* _Task goal_
Scan the lines below; pull out those with "MessageKind".

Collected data
::::::::::
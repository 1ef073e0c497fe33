// Copyright 2025 the Understory Authors
// SPDX-License-Identifier: Apache-2.0 OR MIT

//! Yes/no properties.

use alloc::string::String;

use crate::error::ViewFault;
use crate::kind::{EditorWidget, PropertyKind};
use crate::property::Property;
use crate::state::ViewState;
use crate::widget::Label;

/// A check box whose tooltip names the current state.
#[derive(Clone, Debug, PartialEq, Eq)]
pub struct CheckBox {
    checked: bool,
    tooltip: String,
    state: ViewState,
    writes: usize,
}

impl CheckBox {
    /// Returns `true` if the box is checked.
    #[must_use]
    pub fn is_checked(&self) -> bool {
        self.checked
    }

    /// Returns the tooltip.
    #[must_use]
    pub fn tooltip(&self) -> &str {
        &self.tooltip
    }

    /// Simulates a click.
    pub fn toggle(&mut self) {
        self.checked = !self.checked;
        self.writes += 1;
    }

    /// Number of writes that changed the check box.
    #[must_use]
    pub fn writes(&self) -> usize {
        self.writes
    }
}

impl EditorWidget for CheckBox {
    fn set_view_state(&mut self, state: ViewState) {
        self.state = state;
    }

    fn view_state(&self) -> ViewState {
        self.state
    }
}

/// A boolean shown as one of two texts.
#[derive(Clone, Debug, PartialEq, Eq)]
pub struct TrueFalseKind {
    true_text: String,
    false_text: String,
}

impl TrueFalseKind {
    /// Creates a kind that shows `true_text` or `false_text`.
    #[must_use]
    pub fn new(true_text: impl Into<String>, false_text: impl Into<String>) -> Self {
        Self {
            true_text: true_text.into(),
            false_text: false_text.into(),
        }
    }

    /// Returns the text for `value`.
    #[must_use]
    pub fn text(&self, value: bool) -> &str {
        if value {
            &self.true_text
        } else {
            &self.false_text
        }
    }
}

impl Default for TrueFalseKind {
    fn default() -> Self {
        Self::new("Yes", "No")
    }
}

impl PropertyKind for TrueFalseKind {
    type Value = bool;
    type Editor = CheckBox;
    type Viewer = Label;

    fn create_editor(&self, value: &bool) -> CheckBox {
        CheckBox {
            checked: *value,
            tooltip: String::from(self.text(*value)),
            state: ViewState::default(),
            writes: 0,
        }
    }

    fn create_viewer(&self, value: &bool) -> Label {
        Label::new(self.text(*value))
    }

    fn update_editor(&self, editor: &mut CheckBox, value: &bool) -> Result<(), ViewFault> {
        let tooltip = self.text(*value);
        if editor.checked != *value || editor.tooltip != tooltip {
            editor.checked = *value;
            editor.tooltip.clear();
            editor.tooltip.push_str(tooltip);
            editor.writes += 1;
        }
        Ok(())
    }

    fn update_viewer(&self, viewer: &mut Label, value: &bool) -> Result<(), ViewFault> {
        viewer.show(self.text(*value));
        Ok(())
    }

    fn read_editor(&self, editor: &CheckBox) -> Option<bool> {
        Some(editor.checked)
    }

    fn describe(&self, value: &bool) -> String {
        String::from(self.text(*value))
    }
}

/// A boolean property.
pub type TrueFalseProperty = Property<TrueFalseKind>;

impl Property<TrueFalseKind> {
    /// Creates a boolean property shown as `true_text` / `false_text`.
    #[must_use]
    pub fn new(
        name: impl Into<String>,
        value: bool,
        true_text: impl Into<String>,
        false_text: impl Into<String>,
    ) -> Self {
        Self::with_kind(name, TrueFalseKind::new(true_text, false_text), value)
    }
}

#[cfg(test)]
mod tests {
    use super::*;

    #[test]
    fn toggling_updates_tooltip_and_viewer() {
        let flag = TrueFalseProperty::new("Wrap", false, "On", "Off");
        let editor = flag.create_editor();
        let viewer = flag.create_viewer();
        assert_eq!(editor.widget().tooltip(), "Off");

        editor.edit(CheckBox::toggle);
        assert!(flag.value());
        assert!(editor.widget().is_checked());
        assert_eq!(editor.widget().tooltip(), "On");
        assert_eq!(viewer.widget().text(), "On");
        assert_eq!(flag.value_text(), "On");
    }
}
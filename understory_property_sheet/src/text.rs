// Copyright 2025 the Understory Authors
// SPDX-License-Identifier: Apache-2.0 OR MIT

//! Text properties: single line (optionally limited), multi-line, and static
//! messages.

use alloc::string::String;
use core::num::NonZeroUsize;

use crate::error::{Error, ViewFault};
use crate::kind::{EditorWidget, PropertyKind};
use crate::property::Property;
use crate::state::ViewState;
use crate::widget::Label;

/// Truncates `text` to at most `limit` characters.
fn truncate_chars(text: &mut String, limit: Option<NonZeroUsize>) -> bool {
    let Some(limit) = limit else {
        return false;
    };
    match text.char_indices().nth(limit.get()) {
        Some((byte, _)) => {
            text.truncate(byte);
            true
        }
        None => false,
    }
}

/// Single-line text input.
#[derive(Clone, Debug, PartialEq, Eq)]
pub struct TextField {
    text: String,
    max_chars: Option<NonZeroUsize>,
    state: ViewState,
    writes: usize,
}

impl TextField {
    /// Returns the displayed text.
    #[must_use]
    pub fn text(&self) -> &str {
        &self.text
    }

    /// Returns the character limit, if any.
    #[must_use]
    pub fn max_chars(&self) -> Option<NonZeroUsize> {
        self.max_chars
    }

    /// Simulates the user replacing the whole text.
    ///
    /// Characters beyond the limit are dropped.
    pub fn replace(&mut self, text: &str) {
        let mut text = String::from(text);
        truncate_chars(&mut text, self.max_chars);
        if self.text != text {
            self.text = text;
            self.writes += 1;
        }
    }

    /// Simulates the user typing at the end of the text.
    ///
    /// Characters beyond the limit are dropped.
    pub fn type_str(&mut self, input: &str) {
        let mut text = self.text.clone();
        text.push_str(input);
        self.replace(&text);
    }

    fn show(&mut self, text: &str) {
        if self.text != text {
            self.text.clear();
            self.text.push_str(text);
            self.writes += 1;
        }
    }

    /// Number of writes that changed the displayed text.
    #[must_use]
    pub fn writes(&self) -> usize {
        self.writes
    }
}

impl EditorWidget for TextField {
    fn set_view_state(&mut self, state: ViewState) {
        self.state = state;
    }

    fn view_state(&self) -> ViewState {
        self.state
    }
}

/// A single line of text, optionally limited to a number of characters.
#[derive(Clone, Debug, Default, PartialEq, Eq)]
pub struct TextKind {
    max_chars: Option<NonZeroUsize>,
}

impl TextKind {
    /// Text without a length limit.
    #[must_use]
    pub const fn unlimited() -> Self {
        Self { max_chars: None }
    }

    /// Text limited to `max_chars` characters.
    pub fn limited(max_chars: usize) -> Result<Self, Error> {
        let max_chars = NonZeroUsize::new(max_chars).ok_or(Error::ZeroCharacterLimit)?;
        Ok(Self {
            max_chars: Some(max_chars),
        })
    }

    /// Returns the character limit, if any.
    #[must_use]
    pub const fn max_chars(&self) -> Option<NonZeroUsize> {
        self.max_chars
    }
}

impl PropertyKind for TextKind {
    type Value = String;
    type Editor = TextField;
    type Viewer = Label;

    fn normalize(&mut self, mut value: String) -> String {
        if truncate_chars(&mut value, self.max_chars) {
            log::debug!("truncated text to {:?} characters", self.max_chars);
        }
        value
    }

    fn create_editor(&self, value: &String) -> TextField {
        TextField {
            text: value.clone(),
            max_chars: self.max_chars,
            state: ViewState::default(),
            writes: 0,
        }
    }

    fn create_viewer(&self, value: &String) -> Label {
        Label::new(value.clone())
    }

    fn update_editor(&self, editor: &mut TextField, value: &String) -> Result<(), ViewFault> {
        editor.show(value);
        Ok(())
    }

    fn update_viewer(&self, viewer: &mut Label, value: &String) -> Result<(), ViewFault> {
        viewer.show(value);
        Ok(())
    }

    fn read_editor(&self, editor: &TextField) -> Option<String> {
        Some(editor.text.clone())
    }

    fn describe(&self, value: &String) -> String {
        value.clone()
    }
}

/// A single-line text property.
pub type TextProperty = Property<TextKind>;

impl Property<TextKind> {
    /// Creates an unlimited text property.
    #[must_use]
    pub fn new(name: impl Into<String>, text: impl Into<String>) -> Self {
        Self::with_kind(name, TextKind::unlimited(), text.into())
    }

    /// Creates a text property limited to `max_chars` characters.
    ///
    /// A longer initial text is truncated.
    pub fn limited(
        name: impl Into<String>,
        text: impl Into<String>,
        max_chars: usize,
    ) -> Result<Self, Error> {
        Ok(Self::with_kind(name, TextKind::limited(max_chars)?, text.into()))
    }
}

/// Multi-line text with a caret.
///
/// The same model serves as editor and as read-only viewer. A viewer keeps
/// its caret across updates so a reader does not lose their place.
#[derive(Clone, Debug, PartialEq, Eq)]
pub struct TextArea {
    text: String,
    caret: usize,
    read_only: bool,
    state: ViewState,
    writes: usize,
}

impl TextArea {
    fn new(text: &str, read_only: bool) -> Self {
        Self {
            text: String::from(text),
            caret: 0,
            read_only,
            state: ViewState::default(),
            writes: 0,
        }
    }

    /// Returns the displayed text.
    #[must_use]
    pub fn text(&self) -> &str {
        &self.text
    }

    /// Returns the caret position, in characters.
    #[must_use]
    pub fn caret(&self) -> usize {
        self.caret
    }

    /// Returns `true` for viewers.
    #[must_use]
    pub fn is_read_only(&self) -> bool {
        self.read_only
    }

    /// Moves the caret, clamped to the end of the text.
    pub fn set_caret(&mut self, caret: usize) {
        self.caret = caret.min(self.text.chars().count());
    }

    /// Simulates typing at the caret. Ignored on a read-only area.
    pub fn insert(&mut self, input: &str) {
        if self.read_only || input.is_empty() {
            return;
        }
        let byte = self
            .text
            .char_indices()
            .nth(self.caret)
            .map_or(self.text.len(), |(byte, _)| byte);
        self.text.insert_str(byte, input);
        self.caret += input.chars().count();
        self.writes += 1;
    }

    /// Simulates the user replacing the whole text. Ignored on a read-only
    /// area.
    pub fn replace(&mut self, text: &str) {
        if self.read_only {
            return;
        }
        self.show(text);
        self.caret = self.text.chars().count();
    }

    fn show(&mut self, text: &str) {
        if self.text == text {
            return;
        }
        self.text.clear();
        self.text.push_str(text);
        self.caret = self.caret.min(self.text.chars().count());
        self.writes += 1;
    }

    /// Number of writes that changed the displayed text.
    #[must_use]
    pub fn writes(&self) -> usize {
        self.writes
    }
}

impl EditorWidget for TextArea {
    fn set_view_state(&mut self, state: ViewState) {
        self.state = state;
    }

    fn view_state(&self) -> ViewState {
        self.state
    }
}

/// Multi-line text.
#[derive(Clone, Copy, Debug, Default, PartialEq, Eq)]
pub struct LongTextKind;

impl PropertyKind for LongTextKind {
    type Value = String;
    type Editor = TextArea;
    type Viewer = TextArea;

    fn create_editor(&self, value: &String) -> TextArea {
        TextArea::new(value, false)
    }

    fn create_viewer(&self, value: &String) -> TextArea {
        TextArea::new(value, true)
    }

    fn update_editor(&self, editor: &mut TextArea, value: &String) -> Result<(), ViewFault> {
        editor.show(value);
        Ok(())
    }

    fn update_viewer(&self, viewer: &mut TextArea, value: &String) -> Result<(), ViewFault> {
        viewer.show(value);
        Ok(())
    }

    fn read_editor(&self, editor: &TextArea) -> Option<String> {
        Some(editor.text.clone())
    }

    fn describe(&self, value: &String) -> String {
        value.clone()
    }
}

/// A multi-line text property.
pub type LongTextProperty = Property<LongTextKind>;

impl Property<LongTextKind> {
    /// Creates a multi-line text property.
    #[must_use]
    pub fn new(name: impl Into<String>, text: impl Into<String>) -> Self {
        Self::with_kind(name, LongTextKind, text.into())
    }
}

/// Static text shown in both editor and viewer.
///
/// Message properties start disabled: there is nothing to edit.
#[derive(Clone, Copy, Debug, Default, PartialEq, Eq)]
pub struct MessageKind;

impl PropertyKind for MessageKind {
    type Value = String;
    type Editor = Label;
    type Viewer = Label;

    fn create_editor(&self, value: &String) -> Label {
        Label::new(value.clone())
    }

    fn create_viewer(&self, value: &String) -> Label {
        Label::new(value.clone())
    }

    fn update_editor(&self, editor: &mut Label, value: &String) -> Result<(), ViewFault> {
        editor.show(value);
        Ok(())
    }

    fn update_viewer(&self, viewer: &mut Label, value: &String) -> Result<(), ViewFault> {
        viewer.show(value);
        Ok(())
    }

    fn read_editor(&self, _: &Label) -> Option<String> {
        None
    }

    fn describe(&self, value: &String) -> String {
        value.clone()
    }
}

/// A static message property.
pub type MessageProperty = Property<MessageKind>;

impl Property<MessageKind> {
    /// Creates a message property. It starts disabled.
    #[must_use]
    pub fn new(name: impl Into<String>, message: impl Into<String>) -> Self {
        Self::with_kind(name, MessageKind, message.into()).start_disabled()
    }
}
::::::::::
* _Exercise solution_
pub struct MessageKind;
impl PropertyKind for MessageKind {
pub type MessageProperty = Property<MessageKind>;
impl Property<MessageKind> {
        Self::with_kind(name, MessageKind, message.into()).start_disabled()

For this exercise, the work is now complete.